It’s always interesting to analyze and find out how travelers go about making decisions when it comes to their online behavior. The folks at Expedia Media Solutions first took a look at the travel path to purchase in the US back in 2013, and then focused on behaviors in the UK in 2014, highlighting some small yet interesting differences between consumer habits in both areas. Now for the first time, Expedia Media Solution included Canada in its analysis, with 2016 data. As could be expected, there are many similarities… but very telling differences as well!
US & UK on mobile, Canada still on desktop
When looking at data spanning from January 2015 to April 2016, the report shows that there was a 44% year-over-year increase in time spent on travel content in the UK, which is similar to the 41% found in the US, but much more than the moderate 18% increase in Canada.
Also, Canada is known for having less choice when it comes to telcos, which means smartphone behaviors tend to lag behind across various verticals. This report highlights such lag when it comes to time spent on travel content comparing desktop to mobile. In the US, mobile is now the dominant player while there has been a sharp increase in the UK, where time spent on travel content is almost the same on mobile and desktop. In Canada, however, we still mostly rely on desktop!
The report goes on to demonstrate how online behaviors may vary across the three geographical markets, yet we see there are few stark differences. Whether it’s about finding inspiration, or which site is most used when it comes to booking or seeking recommendations, the differences between UK, US and Canada travelers don’t jump out. Below is one example, comparing how users consult with OTA, hotel and airline websites.
Where things start getting interesting is when comparing how many destinations travelers were considering before they made their final choice. In Canada, a majority (52%) of users would be considering two or more, which is similar to what was found in the UK, where 54% of users considered two or more destinations, suggesting more volatility and perhaps better opportunities for destinations to woo Canadian or UK travelers. In the US, almost two-thirds of travelers have their mind on only one destination, suggesting a higher difficulty level in steering the decision-making process.
Another key difference was found in how many sites travelers will consult on average before making a decision. Specially when comparing with data from 2013 and 2014, back when it was found that US travelers would visit on average 38 sites, and UK travelers 35 sites, over a period of 45 days. Fast-forward to 2016, and we’re seeing an explosion of travel sites being consulted during that same 45-day period, with 121 sites on average for the UK traveler, 140 sites in the US and a whopping 161 sites in Canada. Looking at the chart below, it becomes quite clear that the extra sites Canadians tend to engage with appear later on the decision-making process, two weeks or less from the time of booking.

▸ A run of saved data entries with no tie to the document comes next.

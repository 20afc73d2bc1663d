//! Chief-complaint to topic routing.

use serde::Serialize;

use super::topics::Topic;
use crate::scenario::text::contains_word;

#[derive(Debug, Clone, Copy, PartialEq, Eq, Serialize)]
#[serde(rename_all = "lowercase")]
pub enum MatchKind {
    /// Substring of the complaint
    Phrase,
    /// Whole-word abbreviation ("lbp", "ha")
    Abbreviation,
}

/// Ordered keyword table. The first entry found in the complaint wins.
pub const TOPIC_KEYWORDS: &[(&str, Topic, MatchKind)] = &[
    ("back pain", Topic::LowBackPain, MatchKind::Phrase),
    ("low back", Topic::LowBackPain, MatchKind::Phrase),
    ("lumbar", Topic::LowBackPain, MatchKind::Phrase),
    ("lbp", Topic::LowBackPain, MatchKind::Abbreviation),
    ("headache", Topic::Headache, MatchKind::Phrase),
    ("migraine", Topic::Headache, MatchKind::Phrase),
    ("ha", Topic::Headache, MatchKind::Abbreviation),
    ("abdominal", Topic::AbdominalPain, MatchKind::Phrase),
    ("abdomen", Topic::AbdominalPain, MatchKind::Phrase),
    ("belly", Topic::AbdominalPain, MatchKind::Phrase),
    ("rlq", Topic::AbdominalPain, MatchKind::Abbreviation),
    ("ruq", Topic::AbdominalPain, MatchKind::Abbreviation),
    ("llq", Topic::AbdominalPain, MatchKind::Abbreviation),
    ("luq", Topic::AbdominalPain, MatchKind::Abbreviation),
];

#[derive(Debug, Clone, PartialEq, Eq, Serialize)]
#[serde(rename_all = "camelCase")]
pub struct Classification {
    pub topic: Topic,
    /// `None` when the complaint fell through to the generic scorer
    pub matched_keyword: Option<&'static str>,
    pub kind: Option<MatchKind>,
}

impl Classification {
    pub fn is_specific(&self) -> bool {
        self.topic != Topic::Generic
    }
}

/// Route a chief complaint to a topic. Never fails.
pub fn classify(chief_complaint: &str) -> Classification {
    let complaint = chief_complaint.to_lowercase();

    let found = TOPIC_KEYWORDS.iter().find(|(keyword, _, kind)| match kind {
        MatchKind::Phrase => complaint.contains(*keyword),
        MatchKind::Abbreviation => contains_word(&complaint, keyword),
    });

    let classification = match found {
        Some((keyword, topic, kind)) => Classification {
            topic: *topic,
            matched_keyword: Some(*keyword),
            kind: Some(*kind),
        },
        None => Classification {
            topic: Topic::Generic,
            matched_keyword: None,
            kind: None,
        },
    };

    tracing::debug!(
        topic = %classification.topic,
        keyword = classification.matched_keyword.unwrap_or("-"),
        "classified chief complaint"
    );
    classification
}

#[cfg(test)]
mod tests {
    use super::*;

    #[test]
    fn test_phrase_matches() {
        assert_eq!(classify("Lower back pain").topic, Topic::LowBackPain);
        assert_eq!(classify("Lumbar radiculopathy").topic, Topic::LowBackPain);
        assert_eq!(classify("Severe HEADACHE").topic, Topic::Headache);
        assert_eq!(classify("Migraine with aura").topic, Topic::Headache);
        assert_eq!(classify("Acute abdominal pain").topic, Topic::AbdominalPain);
        assert_eq!(classify("Belly ache").topic, Topic::AbdominalPain);
    }

    #[test]
    fn test_abbreviations_match_whole_words() {
        let c = classify("LBP x 3 days");
        assert_eq!(c.topic, Topic::LowBackPain);
        assert_eq!(c.kind, Some(MatchKind::Abbreviation));

        assert_eq!(classify("HA since morning").topic, Topic::Headache);
        assert_eq!(classify("RUQ pain").topic, Topic::AbdominalPain);
        // "ha" inside another word is not a headache
        assert_eq!(classify("Shaking chills").topic, Topic::Generic);
    }

    #[test]
    fn test_first_match_wins() {
        let c = classify("Headache and back pain");
        assert_eq!(c.topic, Topic::LowBackPain);
        assert_eq!(c.matched_keyword, Some("back pain"));
    }

    #[test]
    fn test_no_match_is_generic() {
        let c = classify("Knee pain");
        assert_eq!(c.topic, Topic::Generic);
        assert_eq!(c.matched_keyword, None);
        assert!(!c.is_specific());

        assert_eq!(classify("").topic, Topic::Generic);
    }
}
use serde::{Deserialize, Serialize};
use std::fmt;

/// Imaging modality of a proposed or prior study.
///
/// Parsing is total: anything that is not recognised is kept verbatim as
/// [`Modality::Other`].
#[derive(Debug, Clone, PartialEq, Eq, Serialize, Deserialize)]
#[serde(from = "String", into = "String")]
pub enum Modality {
    Ct,
    Mri,
    XRay,
    Ultrasound,
    Fluoroscopy,
    NuclearMedicine,
    Pet,
    Mammography,
    Other(String),
}

impl Modality {
    pub fn parse(s: &str) -> Self {
        let text = s.trim().to_lowercase();
        let compact: String = text.chars().filter(|c| c.is_ascii_alphanumeric()).collect();
        let first = text
            .split(|c: char| !c.is_ascii_alphanumeric())
            .find(|t| !t.is_empty())
            .unwrap_or("");

        if first == "pet" || compact.starts_with("petct") {
            Modality::Pet
        } else if first == "ct"
            || first == "cta"
            || text.contains("computed tomography")
            || text.contains("cat scan")
        {
            Modality::Ct
        } else if first == "mri"
            || first == "mr"
            || first == "mra"
            || text.contains("magnetic resonance")
        {
            Modality::Mri
        } else if compact.starts_with("xray")
            || first == "xr"
            || text.contains("radiograph")
            || text.contains("plain film")
        {
            Modality::XRay
        } else if first == "us" || text.contains("ultrasound") || text.contains("sonograph") {
            Modality::Ultrasound
        } else if text.contains("fluoro") {
            Modality::Fluoroscopy
        } else if first == "nm"
            || text.contains("nuclear")
            || text.contains("bone scan")
            || text.contains("spect")
            || text.contains("scintigra")
        {
            Modality::NuclearMedicine
        } else if text.contains("mammo") {
            Modality::Mammography
        } else {
            Modality::Other(s.trim().to_string())
        }
    }

    /// Human-readable name used in recommendations and alternatives
    pub fn label(&self) -> &str {
        match self {
            Modality::Ct => "CT",
            Modality::Mri => "MRI",
            Modality::XRay => "X-ray",
            Modality::Ultrasound => "Ultrasound",
            Modality::Fluoroscopy => "Fluoroscopy",
            Modality::NuclearMedicine => "Nuclear medicine",
            Modality::Pet => "PET",
            Modality::Mammography => "Mammography",
            Modality::Other(name) => name,
        }
    }

    pub fn uses_ionizing_radiation(&self) -> bool {
        matches!(
            self,
            Modality::Ct
                | Modality::XRay
                | Modality::Fluoroscopy
                | Modality::NuclearMedicine
                | Modality::Pet
                | Modality::Mammography
        )
    }

    /// Contrast agent the modality would use if contrast were given
    pub fn contrast_agent(&self) -> Option<ContrastAgent> {
        match self {
            Modality::Ct | Modality::Fluoroscopy => Some(ContrastAgent::Iodinated),
            Modality::Mri => Some(ContrastAgent::Gadolinium),
            _ => None,
        }
    }
}

impl From<String> for Modality {
    fn from(s: String) -> Self {
        Modality::parse(&s)
    }
}

impl From<Modality> for String {
    fn from(m: Modality) -> Self {
        m.label().to_string()
    }
}

impl fmt::Display for Modality {
    fn fmt(&self, f: &mut fmt::Formatter<'_>) -> fmt::Result {
        f.write_str(self.label())
    }
}

#[derive(Debug, Clone, Copy, PartialEq, Eq, Default, Serialize, Deserialize)]
#[serde(rename_all = "lowercase")]
pub enum Urgency {
    #[default]
    Routine,
    Urgent,
    #[serde(alias = "emergent")]
    Stat,
}

#[derive(Debug, Clone, Copy, PartialEq, Eq, Serialize, Deserialize)]
#[serde(rename_all = "snake_case")]
pub enum PregnancyStatus {
    Pregnant,
    NotPregnant,
    Possible,
    Unknown,
}

#[derive(Debug, Clone, Copy, PartialEq, Eq, Default, Serialize, Deserialize)]
#[serde(rename_all = "lowercase")]
pub enum ContrastAgent {
    Iodinated,
    Gadolinium,
    #[default]
    Unknown,
}

#[derive(Debug, Clone, PartialEq, Default, Serialize, Deserialize)]
#[serde(rename_all = "camelCase")]
pub struct ContrastAllergy {
    #[serde(default)]
    pub agent: ContrastAgent,
    #[serde(default)]
    pub reaction: Option<String>,
}

impl ContrastAllergy {
    /// An allergy of unknown agent is treated as matching any contrast study
    pub fn applies_to(&self, agent: ContrastAgent) -> bool {
        self.agent == ContrastAgent::Unknown || self.agent == agent
    }
}

/// eGFR below which renal function is considered impaired for contrast purposes
pub const IMPAIRED_EGFR: f64 = 30.0;

#[derive(Debug, Clone, PartialEq, Default, Serialize, Deserialize)]
#[serde(rename_all = "camelCase")]
pub struct RenalFunction {
    #[serde(default)]
    pub egfr: Option<f64>,
    #[serde(default)]
    pub impaired: bool,
}

impl RenalFunction {
    pub fn is_impaired(&self) -> bool {
        self.impaired || self.egfr.is_some_and(|e| e < IMPAIRED_EGFR)
    }
}

#[derive(Debug, Clone, Copy, PartialEq, Eq, Default, Serialize, Deserialize)]
#[serde(rename_all = "camelCase", default)]
pub struct Medications {
    pub anticoagulation: bool,
    pub metformin: bool,
}

/// Named red-flag checkboxes
#[derive(Debug, Clone, Copy, PartialEq, Eq, Default, Serialize, Deserialize)]
#[serde(rename_all = "camelCase", default)]
pub struct RedFlags {
    pub cancer_history: bool,
    pub neuro_deficit: bool,
    pub fever: bool,
    pub weight_loss: bool,
    pub trauma: bool,
    pub immunocompromised: bool,
    pub iv_drug_use: bool,
    pub age_over_50: bool,
    pub age_under_18: bool,
    pub progressive_symptoms: bool,
    pub sudden_onset: bool,
    pub bladder_bowel_dysfunction: bool,
}

impl RedFlags {
    fn entries(&self) -> [(&'static str, bool); 12] {
        [
            ("cancer history", self.cancer_history),
            ("neurological deficit", self.neuro_deficit),
            ("fever", self.fever),
            ("unexplained weight loss", self.weight_loss),
            ("trauma", self.trauma),
            ("immunocompromised", self.immunocompromised),
            ("IV drug use", self.iv_drug_use),
            ("age over 50", self.age_over_50),
            ("age under 18", self.age_under_18),
            ("progressive symptoms", self.progressive_symptoms),
            ("sudden onset", self.sudden_onset),
            ("bladder/bowel dysfunction", self.bladder_bowel_dysfunction),
        ]
    }

    pub fn any(&self) -> bool {
        self.entries().iter().any(|(_, set)| *set)
    }

    pub fn count(&self) -> usize {
        self.entries().iter().filter(|(_, set)| *set).count()
    }

    /// Names of the flags that are set, in declaration order
    pub fn present(&self) -> Vec<&'static str> {
        self.entries()
            .iter()
            .filter(|(_, set)| *set)
            .map(|(name, _)| *name)
            .collect()
    }
}

#[derive(Debug, Clone, PartialEq, Serialize, Deserialize)]
#[serde(rename_all = "camelCase")]
pub struct ProposedImaging {
    pub modality: Modality,
    pub body_part: String,
    pub indication: String,
    #[serde(default)]
    pub urgency: Urgency,
    /// Explicit contrast flag; when absent the indication text decides
    #[serde(default)]
    pub contrast: Option<bool>,
}

impl ProposedImaging {
    pub fn new(modality: Modality, body_part: &str, indication: &str) -> Self {
        Self {
            modality,
            body_part: body_part.to_string(),
            indication: indication.to_string(),
            urgency: Urgency::Routine,
            contrast: None,
        }
    }

    pub fn uses_contrast(&self) -> bool {
        self.contrast.unwrap_or_else(|| {
            let text = self.indication.to_lowercase();
            !text.contains("without contrast")
                && (text.contains("with contrast")
                    || text.contains("w/ contrast")
                    || text.contains("contrast-enhanced")
                    || text.contains("with and without"))
        })
    }

    /// e.g. "CT lumbar spine"
    pub fn describe(&self) -> String {
        let body_part = self.body_part.trim();
        if body_part.is_empty() {
            self.modality.label().to_string()
        } else {
            format!("{} {}", self.modality.label(), body_part)
        }
    }
}

#[derive(Debug, Clone, PartialEq, Serialize, Deserialize)]
#[serde(rename_all = "camelCase")]
pub struct PriorImaging {
    pub modality: Modality,
    pub body_part: String,
    #[serde(default)]
    pub weeks_ago: Option<f64>,
    #[serde(default)]
    pub result: Option<String>,
}

/// A fully-populated clinical scenario.
///
/// Every structurally required field is present; text fields may still be
/// blank, which the validator reports without blocking scoring.
#[derive(Debug, Clone, PartialEq, Serialize, Deserialize)]
#[serde(rename_all = "camelCase")]
pub struct ClinicalScenario {
    pub patient_age: u32,
    pub sex: String,
    pub chief_complaint: String,
    #[serde(default)]
    pub clinical_history: String,
    #[serde(default)]
    pub symptoms: Vec<String>,
    pub duration: String,
    #[serde(default)]
    pub red_flags: RedFlags,
    #[serde(default)]
    pub pregnancy_status: Option<PregnancyStatus>,
    #[serde(default)]
    pub contrast_allergy: Option<ContrastAllergy>,
    #[serde(default)]
    pub renal_function: Option<RenalFunction>,
    #[serde(default)]
    pub medications: Medications,
    #[serde(default)]
    pub conservative_therapy_tried: Option<bool>,
    pub proposed_imaging: ProposedImaging,
    #[serde(default)]
    pub prior_imaging: Vec<PriorImaging>,
}

impl ClinicalScenario {
    /// Minimal scenario with every optional field left empty
    pub fn new(
        patient_age: u32,
        sex: &str,
        chief_complaint: &str,
        duration: &str,
        proposed_imaging: ProposedImaging,
    ) -> Self {
        Self {
            patient_age,
            sex: sex.to_string(),
            chief_complaint: chief_complaint.to_string(),
            clinical_history: String::new(),
            symptoms: Vec::new(),
            duration: duration.to_string(),
            red_flags: RedFlags::default(),
            pregnancy_status: None,
            contrast_allergy: None,
            renal_function: None,
            medications: Medications::default(),
            conservative_therapy_tried: None,
            proposed_imaging,
            prior_imaging: Vec::new(),
        }
    }

    pub fn is_pregnant(&self) -> bool {
        self.pregnancy_status == Some(PregnancyStatus::Pregnant)
    }

    /// Checkbox flags plus the age flags implied by `patient_age`
    pub fn effective_red_flags(&self) -> RedFlags {
        let mut flags = self.red_flags;
        flags.age_over_50 |= self.patient_age > 50;
        flags.age_under_18 |= self.patient_age < 18;
        flags
    }

    /// Lower-cased complaint, history and symptoms joined for keyword searches
    pub fn clinical_text(&self) -> String {
        let mut parts = vec![self.chief_complaint.as_str(), self.clinical_history.as_str()];
        parts.extend(self.symptoms.iter().map(String::as_str));
        parts
            .into_iter()
            .filter(|p| !p.trim().is_empty())
            .collect::<Vec<_>>()
            .join(". ")
            .to_lowercase()
    }
}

Note: It’s important to clarify that visits to travel sites can occur with the same site more than once. In other words, travelers can check out an OTA site, validate hotels on TripAdvisor, go directly to hotel sites for more info, come back to TripAdvisor for some more research, and so on. These would all count as visits, even though a same site (i.e. TripAdvisor) may be visited more than once during the process.
Social Media And Advertising Still Important
At a time when many destinations, hotels, restaurants and various industry stakeholders are questioning some of their social media initiatives, this report showcases at least one interesting finding regarding the role social media plays in the research process. While only 11% of online travel bookers across all three markets use social media in their travel research process, we can see some variations per market and, more importantly, per what stage of the process they are at. We can see how important travel pictures and videos are, in particular during the first stages of the research, before travelers narrow their options.
While social media remains relevant with organic results through compelling images, videos and user-generated contents shared on various popular social media accounts (Facebook, Instagram, Pinterest, Twitter, Snapchat), advertising can and will influence traveler destination decisions, whether this advertising is made on social media or across online outposts such as OTA sites, search engines or brand websites.
In fact, according to this study:
- 27% of US travel bookers were influenced by advertising when considering more than one location;
- 30% of UK travel bookers were influenced by advertising when considering more than one location;
- 38% of Canadian travel bookers were influenced by advertising when considering more than one location.
Just like with social media, it appears that advertising has most of its impact in the earlier stages of the travel booking path, specially when just started the research process, before users start narrowing options. Another proof, if that was needed, that the earlier is the better when it comes to influencing online travelers in their booking path!